Mon voisin Totoro
7.8
Mon voisin Totoro

Long-métrage d'animation de Hayao Miyazaki (1988)

"Nous pouvons montrer aux enfants à quel point la vie vaut la peine d'être vécue" disait Hayao Miyazaki à propos de son travail. C'est ce que tente de faire Totoro : l'éloge de l'enfance, l'injonction presque à y rester. Pas besoin de grand chose pour susciter l'émerveillement de l'enfance : une nature verdoyante, un jardin, une maison de campagne, quelques promenades et de jolis films. Miyazaki avait résumé cette injonction avec cette phrase de Mallarmé : "Le vent se lève. Il faut tenter de vivre", phrase qui donnera son dernier long métrage sorti en 2013. C'est dire si pour lui c'est tout un programme.

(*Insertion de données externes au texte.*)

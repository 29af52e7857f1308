//! JSON file solution log
//!
//! Appends are read-modify-write under an exclusive `<path>.lock` file and
//! committed with temp file + rename, so readers never see a torn file.

use crate::domain::entities::Solution;
use crate::domain::repository::SolutionRepository;
use crate::error::{MintError, MintResult};
use crate::presentation::dto::{SolutionLogDto, StoredSolutionDto};
use std::io::ErrorKind;
use std::path::{Path, PathBuf};
use std::time::Duration;
use tokio::fs;
use tokio::io::AsyncWriteExt;
use tokio::time::Instant;

const LOCK_POLL: Duration = Duration::from_millis(20);

/// Solution log backed by a single JSON file
#[derive(Debug, Clone)]
pub struct JsonSolutionStore {
    path: PathBuf,
    lock_timeout: Duration,
}

/// Removes the lock file when dropped, including on error paths
struct LockGuard {
    path: PathBuf,
}

impl Drop for LockGuard {
    fn drop(&mut self) {
        if let Err(e) = std::fs::remove_file(&self.path) {
            tracing::warn!(path = %self.path.display(), error = %e, "Failed to remove lock file");
        }
    }
}

impl JsonSolutionStore {
    pub fn new(path: impl Into<PathBuf>) -> Self {
        Self {
            path: path.into(),
            lock_timeout: Duration::from_secs(5),
        }
    }

    pub fn with_lock_timeout(mut self, timeout: Duration) -> Self {
        self.lock_timeout = timeout;
        self
    }

    pub fn path(&self) -> &Path {
        &self.path
    }

    fn sibling(&self, suffix: &str) -> PathBuf {
        let mut name = self.path.clone().into_os_string();
        name.push(suffix);
        PathBuf::from(name)
    }

    pub fn lock_path(&self) -> PathBuf {
        self.sibling(".lock")
    }

    async fn lock(&self) -> MintResult<LockGuard> {
        let path = self.lock_path();
        let deadline = Instant::now() + self.lock_timeout;
        loop {
            match fs::OpenOptions::new().write(true).create_new(true).open(&path).await {
                Ok(_) => return Ok(LockGuard { path }),
                Err(e) if e.kind() == ErrorKind::AlreadyExists => {
                    if Instant::now() >= deadline {
                        return Err(MintError::Storage(format!(
                            "timed out waiting for {}; remove it if no other process is running",
                            path.display()
                        )));
                    }
                    tokio::time::sleep(LOCK_POLL).await;
                }
                Err(e) => {
                    return Err(MintError::Storage(format!(
                        "failed to create lock file {}: {e}",
                        path.display()
                    )));
                }
            }
        }
    }

    async fn read_log(&self) -> MintResult<SolutionLogDto> {
        match fs::read(&self.path).await {
            Ok(bytes) => serde_json::from_slice(&bytes).map_err(|e| {
                MintError::Storage(format!("corrupt solution log {}: {e}", self.path.display()))
            }),
            Err(e) if e.kind() == ErrorKind::NotFound => Ok(SolutionLogDto::default()),
            Err(e) => Err(MintError::Storage(format!(
                "failed to read {}: {e}",
                self.path.display()
            ))),
        }
    }

    async fn write_log(&self, log: &SolutionLogDto) -> MintResult<()> {
        if let Some(parent) = self.path.parent().filter(|p| !p.as_os_str().is_empty()) {
            fs::create_dir_all(parent).await?;
        }
        let json = serde_json::to_vec_pretty(log)
            .map_err(|e| MintError::Storage(format!("failed to encode solution log: {e}")))?;

        let temp_path = self.sibling(".tmp");
        let mut file = fs::File::create(&temp_path)
            .await
            .map_err(|e| MintError::Storage(format!("failed to create temp file: {e}")))?;
        file.write_all(&json)
            .await
            .map_err(|e| MintError::Storage(format!("failed to write temp file: {e}")))?;
        file.sync_all().await?;
        drop(file);

        fs::rename(&temp_path, &self.path)
            .await
            .map_err(|e| MintError::Storage(format!("failed to rename temp file: {e}")))
    }
}

impl SolutionRepository for JsonSolutionStore {
    async fn append(&self, solution: &Solution) -> MintResult<()> {
        let _guard = self.lock().await?;
        let mut log = self.read_log().await?;
        log.solutions.push(StoredSolutionDto::from(solution));
        self.write_log(&log).await?;

        tracing::info!(
            label = %solution.label,
            total = log.solutions.len(),
            path = %self.path.display(),
            "Solution appended"
        );
        Ok(())
    }

    async fn load_all(&self) -> MintResult<Vec<Solution>> {
        let log = self.read_log().await?;
        log.solutions
            .into_iter()
            .map(StoredSolutionDto::into_domain)
            .collect()
    }
}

Miyazaki a des obsessions, comme tous les auteurs, et même dans Totoro, un de ses films les plus enfantins, il ne peut s’empêcher d’y glisser ses préoccupations. L’œuvre du réalisateur est extrêmement réminiscente. D’un film à l’autre, on trouve des échos : ici, la tuberculose pour la mère qui rappelle celle de Naoko dans Le vent se lève, au physique et à la voix très proches de cette dernière, le père aussi a un physique proche de Jiro, le héros du film avec ses lunettes, voire de Miyazaki lui-même. Leur petite fille Mei ressemble avec sa robe rouge et ses couettes à Chihiro. L'arbre où se terre Totoro, immense massif rappelle ceux d’un Château dans le ciel ou de Mononoké. On pourrait en citer de nombreux autres exemples.


Il y a aussi la thématique de l'onirisme, du rêve, qui infuse dans toute l'oeuvre du réalisateur : Chihiro rêve peut-être son odyssée, Jiro imagine des avions fabuleux qui ne seront qu'un rêve déçu, Sheeta songe à la cité perdue dont elle est originaire, Hauru, sorcier aux multiples pouvoirs, se perd dans des mondes fabuleux et oniriques... L'environnement également est un thème essentiel, et qu'on retrouve dans toutes les oeuvres du réalisateur.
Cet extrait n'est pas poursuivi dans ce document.